» DESCRIPTION OF THE TASK
Scan the data below for the string "DanglingDependency". Show every line where it turns up.

-------

/// Stage 1: the selection plus every asset it reaches through local
/// dependency references, in input order.
///
/// `None` selects every asset. Projections that are not ready are never
/// uploaded; a local reference to one (or to an id missing from `assets`)
/// fails with [`UploadError::DanglingDependency`].
pub fn expand_selection<'a>(
    assets: &'a [UploadAsset],
    requested: Option<&[ContentId]>,
) -> Result<Vec<&'a UploadAsset>, UploadError> {
    let mut by_id: HashMap<&ContentId, &UploadAsset> = HashMap::new();
    for asset in assets {
        match asset.content_id() {
            Some(id) if asset.status.is_ready() => {
                by_id.insert(id, asset);
            }
            _ => warn!(
                name = %asset.name,
                status = asset.status.label(),
                "asset is not uploadable, skipped"
            ),
        }
    }

    let mut stack: Vec<&ContentId> = match requested {
        Some(ids) => ids.iter().collect(),
        None => assets.iter().filter_map(UploadAsset::content_id).collect(),
    };
    let mut included: HashSet<&ContentId> = HashSet::new();

    while let Some(id) = stack.pop() {
        let Some(asset) = by_id.get(id) else {
            warn!(content_id = %id, "requested asset is not part of the batch");
            continue;
        };
        if !included.insert(id) {
            continue;
        }
        for dep in asset.local_dependencies() {
            if !by_id.contains_key(dep) {
                return Err(UploadError::DanglingDependency {
                    asset: id.clone(),
                    dependency: dep.clone(),
                });
            }
            stack.push(dep);
        }
    }

    Ok(assets
        .iter()
        .filter(|asset| {
            asset.status.is_ready() && asset.content_id().is_some_and(|id| included.contains(id))
        })
        .collect())
}

fn ensure_active(batch: &CancellationToken) -> Result<(), UploadError> {
    if batch.is_cancelled() {
        return Err(UploadError::Cancelled);
    }
    Ok(())
}

/// Executes upload batches against a content repository.
pub struct UploadExecutor {
    repository: Arc<dyn ContentRepository>,
    tracker: Arc<dyn ImportedAssetTracker>,
    comparator: Arc<dyn FileComparator>,
    concurrency: usize,
    events_tx: mpsc::Sender<UploadEvent>,
    events_rx: Option<mpsc::Receiver<UploadEvent>>,
}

-------

» RESULT
/// fails with [`UploadError::DanglingDependency`].
                return Err(UploadError::DanglingDependency {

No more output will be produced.